It is important in gymnastics for gymnasts to develop a recognizable personal gymnastics style, especially on floor exercise and beam. It is important, because at big meets, where there may be as many as 119 other gymnasts in your age group, level and session, that in order to win, you must first get the judges to notice you. If you do not stand out from the rest of the crowd, you have little to no chance to medal. One of the ways you can stand out is to develop a distinctive personal style of performing.
Gymnastics Style Tip 1 – Develop a Signature Skill or Signature Combination
There is nothing more noticeable or that will make a gymnast stand out more than having a unique skill or combination of skills that no other gymnast does (or very few do). While having an extremely difficult signature skill, that no one else can do would be ideal, lower level gymnasts can put together skills, at their level, in unique combinations or in unique and interesting new ways. When possible, it is even more effective to do your signature skill or combination on both beam and floor.
Gymnastics Style Tip 2 – Have a Routine Theme
Just like in opera, where the singers are telling a story, floor and beam routines can have a theme as well. The story is told with body language and movements incorporated into the dance. Doing this definitely depends on your choice of music, but whenever and wherever possible, don’t just do the dance steps but tell a story with your dance, body posture, mental attitude and body language.
Gymnastics Style Tip 3 – Be Expressive
People are often amazed at how much of communication is not based on the words a person speaks, but on their facial expression and body language. Matching your facial expression to the music in your routine adds a level of performance that can make you stand out. I see so many gymnasts, who are stone-faced during very dramatic, energetic or joyful music, so that their expression does not match the music or choreography. Cheerleaders are often mocked for their cheesy facials, but you can make yourself very expressive without being tacky.
Gymnastics Style Tip 4 – Amplitude is King (or Queen in this Case)
Stretching and extending every skill in your routine to its maximum amplitude is a sure way to get noticed in a positive manner. Even simple jumps, for example, three, four or five feet off the beam are impressive and will get gymnasts noticed in a very positive way. Extend, extend, extend!!! Maximize every single move in your routine. Kathy Johnson (former Olympian and current gymnastics commentator) used to talk about knocking down the walls of the gym with each movement of her floor routine by making them not just big on your body, not just big on the beam or floor exercise mat, but huge in the building. Remember, you normally look like a very little girl on a great big floor mat in a huge building, unless you expand the force of your personality and each dance move to fill the building.
Gymnastics Style Tip 5 – Learn Music
This means, not just learning your music and knowing exactly where you are at all times in the music, but to hear and understand the rhythm, the volume crescendos, the breaks and the mood of the music. The more you are a student and understand music, the more you will be able to perform expressively to it.

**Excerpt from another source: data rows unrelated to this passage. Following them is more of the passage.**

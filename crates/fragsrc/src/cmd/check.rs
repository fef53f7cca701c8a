//! Check command - validate configuration and print resolved settings

use std::path::PathBuf;

use anyhow::{Context, Result};
use clap::Args;

use fragsrc_source::RingAddress;

/// Check command arguments
#[derive(Args, Debug)]
pub struct CheckArgs {
    /// Path to configuration file
    #[arg(short, long)]
    pub config: Option<PathBuf>,
}

/// Run the check command
pub async fn run(args: CheckArgs) -> Result<()> {
    let config = super::read_config(args.config.as_deref())?;
    config.validate().context("invalid configuration")?;

    let address = RingAddress::parse(&config.source.ring)?;
    // Building the assembler exercises the extractor factory too, so a bad
    // parameter table surfaces here instead of at serve time.
    let assembler = super::build_assembler(&config)?;

    println!("configuration ok");
    println!("  ring:                {address}");
    println!("  poll interval:       {} ms", config.source.poll_interval_ms);
    println!("  allowed ids:         {:?}", config.assembly.ids);
    println!("  default id:          {:?}", config.resolved_default_id());
    println!(
        "  expect body headers: {}",
        config.assembly.expect_body_headers
    );
    println!("  extractor:           {}", assembler.extractor_name());
    println!("  tick offset:         {}", config.assembly.tick_offset);
    println!("  batch budget:        {} bytes", config.assembly.batch_budget);
    if config.oneshot_enabled() {
        println!(
            "  oneshot:             {} sources, {} s idle timeout",
            config.oneshot.sources, config.oneshot.timeout_secs
        );
    } else {
        println!("  oneshot:             off");
    }
    println!(
        "  relay queue:         {} slots, {}",
        config.relay.queue_capacity,
        if config.relay.non_blocking {
            "drop on full"
        } else {
            "blocking"
        }
    );
    println!("  relay output:        {}", config.relay.output);

    Ok(())
}
//! Record parsing and construction
//!
//! A record is a self-describing binary unit:
//!
//! ```text
//! [u32 size][u32 type][u32 body_header_size][body header?][payload]
//! ```
//!
//! `size` counts the whole record including headers. `body_header_size` is
//! either 0 or [`BODY_HEADER_SIZE`]; when present, the body header carries
//! the source id, timestamp and barrier classification directly, so no
//! timestamp extraction is needed downstream.

use bytes::{Buf, BufMut, Bytes, BytesMut};

use crate::error::ProtocolError;
use crate::{BASE_HEADER_SIZE, BODY_HEADER_SIZE, MAX_RECORD_SIZE};

/// Structured record prefix carrying timestamp, source id and barrier class
#[derive(Debug, Clone, Copy, PartialEq, Eq)]
pub struct BodyHeader {
    /// Hardware timestamp in clock ticks
    pub timestamp: u64,

    /// Id of the data source that produced the record
    pub source_id: u32,

    /// Barrier class; 0 means "not a barrier"
    pub barrier: u32,
}

impl BodyHeader {
    /// Create a non-barrier body header
    #[inline]
    pub fn new(timestamp: u64, source_id: u32) -> Self {
        Self {
            timestamp,
            source_id,
            barrier: 0,
        }
    }

    /// Create a barrier body header
    #[inline]
    pub fn barrier(timestamp: u64, source_id: u32, barrier: u32) -> Self {
        Self {
            timestamp,
            source_id,
            barrier,
        }
    }
}

/// One immutable record, parsed over its raw byte image
///
/// `RawRecord` is a zero-copy view: the byte image is reference counted via
/// `bytes::Bytes`, so cloning a record or passing it across a channel never
/// copies the payload.
#[derive(Debug, Clone)]
pub struct RawRecord {
    bytes: Bytes,
    type_tag: u32,
    body_header: Option<BodyHeader>,
    payload_offset: usize,
}

impl RawRecord {
    /// Parse a record from its full byte image
    ///
    /// The image must be exactly one record: the size field must equal
    /// `bytes.len()`.
    pub fn decode(bytes: Bytes) -> Result<Self, ProtocolError> {
        if bytes.len() < BASE_HEADER_SIZE {
            return Err(ProtocolError::too_short(BASE_HEADER_SIZE, bytes.len()));
        }

        let mut view = &bytes[..];
        let size = view.get_u32_le() as usize;
        let type_tag = view.get_u32_le();
        let bh_size = view.get_u32_le() as usize;

        if size > MAX_RECORD_SIZE {
            return Err(ProtocolError::oversized(size));
        }
        if size != bytes.len() {
            return Err(ProtocolError::size_mismatch(size, bytes.len()));
        }

        let body_header = match bh_size {
            0 => None,
            BODY_HEADER_SIZE => {
                if bytes.len() < BASE_HEADER_SIZE + BODY_HEADER_SIZE {
                    return Err(ProtocolError::too_short(
                        BASE_HEADER_SIZE + BODY_HEADER_SIZE,
                        bytes.len(),
                    ));
                }
                let timestamp = view.get_u64_le();
                let source_id = view.get_u32_le();
                let barrier = view.get_u32_le();
                Some(BodyHeader {
                    timestamp,
                    source_id,
                    barrier,
                })
            }
            other => return Err(ProtocolError::InvalidBodyHeaderSize(other)),
        };

        Ok(Self {
            bytes,
            type_tag,
            body_header,
            payload_offset: BASE_HEADER_SIZE + bh_size,
        })
    }

    /// Peek the declared size of the next record in a raw byte stream
    ///
    /// Returns `None` until at least the size field is buffered. Used by
    /// stream adapters to frame records without copying.
    #[inline]
    pub fn peek_size(buf: &[u8]) -> Option<usize> {
        if buf.len() < 4 {
            return None;
        }
        Some(u32::from_le_bytes([buf[0], buf[1], buf[2], buf[3]]) as usize)
    }

    /// Record type tag
    #[inline]
    pub fn type_tag(&self) -> u32 {
        self.type_tag
    }

    /// Total record size in bytes (headers + payload)
    #[inline]
    pub fn size(&self) -> usize {
        self.bytes.len()
    }

    /// Body header, if the record carries one
    #[inline]
    pub fn body_header(&self) -> Option<&BodyHeader> {
        self.body_header.as_ref()
    }

    /// Payload bytes (everything after the headers)
    #[inline]
    pub fn payload(&self) -> &[u8] {
        &self.bytes[self.payload_offset..]
    }

    /// The full record image
    #[inline]
    pub fn as_bytes(&self) -> &Bytes {
        &self.bytes
    }

    /// Consume the record, returning its byte image
    #[inline]
    pub fn into_bytes(self) -> Bytes {
        self.bytes
    }

    /// Is this record an end-of-run marker?
    #[inline]
    pub fn is_end_run(&self) -> bool {
        crate::is_end_run(self.type_tag)
    }

    /// Is this record a run state transition?
    #[inline]
    pub fn is_state_change(&self) -> bool {
        crate::is_state_change(self.type_tag)
    }
}

/// Builder for record byte images
///
/// Used by record producers and by tests; the drain side only ever parses.
#[derive(Debug, Default)]
pub struct RecordBuilder {
    type_tag: u32,
    body_header: Option<BodyHeader>,
    payload: Vec<u8>,
}

impl RecordBuilder {
    /// Start a record of the given type
    pub fn new(type_tag: u32) -> Self {
        Self {
            type_tag,
            body_header: None,
            payload: Vec::new(),
        }
    }

    /// Attach a body header
    pub fn body_header(mut self, header: BodyHeader) -> Self {
        self.body_header = Some(header);
        self
    }

    /// Set the payload bytes
    pub fn payload(mut self, payload: impl AsRef<[u8]>) -> Self {
        self.payload = payload.as_ref().to_vec();
        self
    }

    /// Encode the record image
    pub fn build(self) -> Bytes {
        let bh_size = if self.body_header.is_some() {
            BODY_HEADER_SIZE
        } else {
            0
        };
        let size = BASE_HEADER_SIZE + bh_size + self.payload.len();

        let mut buf = BytesMut::with_capacity(size);
        buf.put_u32_le(size as u32);
        buf.put_u32_le(self.type_tag);
        buf.put_u32_le(bh_size as u32);
        if let Some(bh) = self.body_header {
            buf.put_u64_le(bh.timestamp);
            buf.put_u32_le(bh.source_id);
            buf.put_u32_le(bh.barrier);
        }
        buf.put_slice(&self.payload);
        buf.freeze()
    }

    /// Encode and parse back into a [`RawRecord`]
    ///
    /// Building a record we cannot re-parse is a bug, hence the unwrap-free
    /// signature: the decode cannot fail on a builder-produced image.
    pub fn build_record(self) -> RawRecord {
        let bytes = self.build();
        match RawRecord::decode(bytes) {
            Ok(record) => record,
            Err(_) => unreachable!("builder produced an undecodable record"),
        }
    }
}

#[cfg(test)]
#[path = "record_test.rs"]
mod record_test;
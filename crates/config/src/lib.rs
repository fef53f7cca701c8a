//! fragsrc configuration
//!
//! TOML-based configuration with sensible defaults - a minimal config
//! needs only the ring address and one of the two source-id paths.
//!
//! # Example Minimal Config
//!
//! ```toml
//! [source]
//! ring = "tcp://daq-host:30000"
//!
//! [assembly]
//! ids = [1, 2]
//!
//! [extractor]
//! type = "payload-word"
//! ```
//!
//! Setups where every record carries a body header need neither ids nor an
//! extractor - `expect_body_headers = true` alone is enough.
//!
//! # Example Full Config
//!
//! See `configs/example.toml` for all available options.

mod error;
mod logging;
mod validation;

use std::collections::HashMap;
use std::fs;
use std::path::Path;
use std::str::FromStr;

use serde::Deserialize;

pub use error::{ConfigError, Result};
pub use logging::{LogConfig, LogFormat, LogLevel};

/// Default packed-buffer budget per drain pass (10 MiB)
const DEFAULT_BATCH_BUDGET: usize = 10 * 1024 * 1024;

/// Main configuration structure
///
/// Every section is optional in TOML; validation decides what is actually
/// required for the selected mode.
#[derive(Debug, Clone, Default, Deserialize)]
#[serde(default)]
pub struct Config {
    /// Ring attachment and polling
    pub source: SourceConfig,

    /// Record-to-fragment assembly policy
    pub assembly: AssemblyConfig,

    /// Timestamp extractor selection
    pub extractor: ExtractorConfig,

    /// One-shot end-of-run termination
    pub oneshot: OneshotConfig,

    /// Pass-through relay mode
    pub relay: RelayConfig,

    /// Logging
    pub log: LogConfig,
}

/// Ring attachment configuration
#[derive(Debug, Clone, Deserialize)]
#[serde(default)]
pub struct SourceConfig {
    /// Ring address, e.g. `tcp://daq-host:30000` (required)
    pub ring: String,

    /// Maximum time one ring poll may wait, in milliseconds
    pub poll_interval_ms: u64,
}

impl Default for SourceConfig {
    fn default() -> Self {
        Self {
            ring: String::new(),
            poll_interval_ms: 100,
        }
    }
}

/// Assembly policy configuration
#[derive(Debug, Clone, Deserialize)]
#[serde(default)]
pub struct AssemblyConfig {
    /// Allowed source ids; fragments from other sources are dropped
    pub ids: Vec<u32>,

    /// Every record is expected to carry a body header
    pub expect_body_headers: bool,

    /// Source id for records without a body header
    /// (defaults to the first entry of `ids`)
    pub default_id: Option<u32>,

    /// Signed tick adjustment added to every resolved timestamp
    pub tick_offset: i64,

    /// Packed-buffer byte budget per drain pass
    pub batch_budget: usize,
}

impl Default for AssemblyConfig {
    fn default() -> Self {
        Self {
            ids: Vec::new(),
            expect_body_headers: false,
            default_id: None,
            tick_offset: 0,
            batch_budget: DEFAULT_BATCH_BUDGET,
        }
    }
}

/// Timestamp extractor configuration
///
/// # Example
///
/// ```toml
/// [extractor]
/// type = "payload-word"
/// offset = 8
/// ```
#[derive(Debug, Clone, Default, Deserialize)]
#[serde(default)]
pub struct ExtractorConfig {
    /// Registered extractor name
    #[serde(rename = "type")]
    pub name: Option<String>,

    /// Free-form parameters handed to the extractor factory
    #[serde(flatten)]
    pub params: HashMap<String, toml::Value>,
}

/// One-shot termination configuration
#[derive(Debug, Clone, Deserialize)]
#[serde(default)]
pub struct OneshotConfig {
    /// Number of sources whose end-of-run must be seen (0 = run forever)
    pub sources: u32,

    /// Cumulative idle seconds tolerated after the first end-of-run
    pub timeout_secs: u64,
}

impl Default for OneshotConfig {
    fn default() -> Self {
        Self {
            sources: 0,
            timeout_secs: 20,
        }
    }
}

/// Relay mode configuration
#[derive(Debug, Clone, Deserialize)]
#[serde(default)]
pub struct RelayConfig {
    /// Bounded queue capacity between the ring side and the output side
    pub queue_capacity: usize,

    /// Drop records on a full queue instead of exerting backpressure
    pub non_blocking: bool,

    /// Exit after writing an end-of-run record
    pub exit_on_end: bool,

    /// Output sink: `stdout` or `tcp://host:port`
    pub output: String,

    /// Source id framed for records without a body header
    pub default_id: u32,
}

impl Default for RelayConfig {
    fn default() -> Self {
        Self {
            queue_capacity: 1000,
            non_blocking: false,
            exit_on_end: false,
            output: "stdout".into(),
            default_id: 0,
        }
    }
}

impl Config {
    /// Load configuration from a TOML file
    ///
    /// # Errors
    ///
    /// Returns an error if the file cannot be read, contains invalid TOML,
    /// or fails validation.
    pub fn from_file<P: AsRef<Path>>(path: P) -> Result<Self> {
        let config = Self::read_file(path)?;
        config.validate()?;
        Ok(config)
    }

    /// Parse a TOML file without cross-field validation
    ///
    /// For callers that merge command-line overrides on top of the file and
    /// validate the merged result; everyone else wants [`Config::from_file`].
    pub fn read_file<P: AsRef<Path>>(path: P) -> Result<Self> {
        let path = path.as_ref();
        let contents = fs::read_to_string(path).map_err(|e| ConfigError::IoError {
            path: path.display().to_string(),
            source: e,
        })?;
        Ok(toml::from_str(&contents)?)
    }

    /// Validate cross-field constraints
    pub fn validate(&self) -> Result<()> {
        validation::validate_config(self)
    }

    /// Validate only the sections relay mode uses
    pub fn validate_relay_mode(&self) -> Result<()> {
        validation::validate_relay_mode(self)
    }

    /// The effective default source id: configured, or first of `ids`
    pub fn resolved_default_id(&self) -> Option<u32> {
        self.assembly
            .default_id
            .or_else(|| self.assembly.ids.first().copied())
    }

    /// Is one-shot mode active?
    pub fn oneshot_enabled(&self) -> bool {
        self.oneshot.sources > 0
    }
}

impl FromStr for Config {
    type Err = ConfigError;

    fn from_str(s: &str) -> Result<Self> {
        let config: Config = toml::from_str(s)?;
        config.validate()?;
        Ok(config)
    }
}
//! fragsrc sinks - the output side
//!
//! Two consumers live here:
//!
//! - [`OutputDrain`] dequeues raw records from the bounded queue, frames
//!   each as `[20-byte header][record image]` on a byte sink, and returns
//!   the slot to the free pool;
//! - [`StreamClient`] is the concrete event-builder client, streaming
//!   fragment batches over any `AsyncWrite`.

mod error;
mod output;
mod stream_client;

pub use error::SinkError;
pub use output::{OutputDrain, OutputMetrics, OutputOutcome, OutputSnapshot};
pub use stream_client::StreamClient;
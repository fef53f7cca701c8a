//! Streaming event-builder client
//!
//! Serializes each fragment batch as consecutive
//! `[20-byte header][record image]` frames on an `AsyncWrite` - a TCP
//! connection to the event builder, or stdout when fragsrc feeds a pipe.
//! One flush per batch, not per fragment.

use async_trait::async_trait;
use bytes::BytesMut;
use tokio::io::{AsyncWrite, AsyncWriteExt};

use fragsrc_protocol::{FragmentBatch, FragmentHeader, FRAGMENT_HEADER_SIZE};
use fragsrc_source::{ClientError, EventBuilderClient};

/// Event-builder client over any byte stream
pub struct StreamClient<W> {
    writer: W,
    frame_buf: BytesMut,
}

impl<W> StreamClient<W>
where
    W: AsyncWrite + Unpin + Send,
{
    /// Create a client over a byte sink
    pub fn new(writer: W) -> Self {
        Self {
            writer,
            frame_buf: BytesMut::new(),
        }
    }

    /// Give the sink back (for shutdown flushes by the caller)
    pub fn into_inner(self) -> W {
        self.writer
    }
}

impl StreamClient<tokio::io::Stdout> {
    /// Client writing frames to stdout
    pub fn stdout() -> Self {
        Self::new(tokio::io::stdout())
    }
}

#[async_trait]
impl<W> EventBuilderClient for StreamClient<W>
where
    W: AsyncWrite + Unpin + Send,
{
    async fn submit(&mut self, batch: FragmentBatch) -> Result<(), ClientError> {
        // One contiguous write per batch keeps the frames together on the
        // wire even through small pipe buffers.
        self.frame_buf.clear();
        self.frame_buf
            .reserve(batch.bytes_used() + batch.len() * FRAGMENT_HEADER_SIZE);

        for (frag, bytes) in batch.iter() {
            FragmentHeader::for_fragment(frag).encode_into(&mut self.frame_buf);
            self.frame_buf.extend_from_slice(bytes);
        }

        self.writer.write_all(&self.frame_buf).await?;
        self.writer.flush().await?;

        tracing::trace!(
            fragments = batch.len(),
            bytes = self.frame_buf.len(),
            "fragment batch streamed"
        );
        Ok(())
    }
}

#[cfg(test)]
#[path = "stream_client_test.rs"]
mod stream_client_test;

Gymnastics Style Tip 6 – Have an Image in your Mind of the Ideal Performance
You want to have visualized exactly what you want to do in your mind, before you go out and try to perform it. Everything, that occurs in the real world, occurred in someone’s mind first. Have your choreography and music combined in your mind into the greatest possible performance, and then do exactly that, out on the gym floor or beam. If you can think it, you can do it. See yourself dancing both gracefully like a ballerina and then tumbling powerfully, matching the movements to the music, expressing the mood of the music perfectly, and performing so dramatically and expressively that you cannot be ignored or passed over when the medals are handed out.
Gymnastics Style Tip 7 – Show What is Inside of You
My friend and martial arts master competitor, Chi, often has told me that gymnasts should look on competitions as an opportunity to show what is inside of them, and what they have been working on for all those hours and hours of practice. Take all of your hours, months and years of practice and put it all into that 1:30 floor and beam routines. Do not fear putting yourself all out there. People love watching others really put on a show and giving their all, and that includes the judges.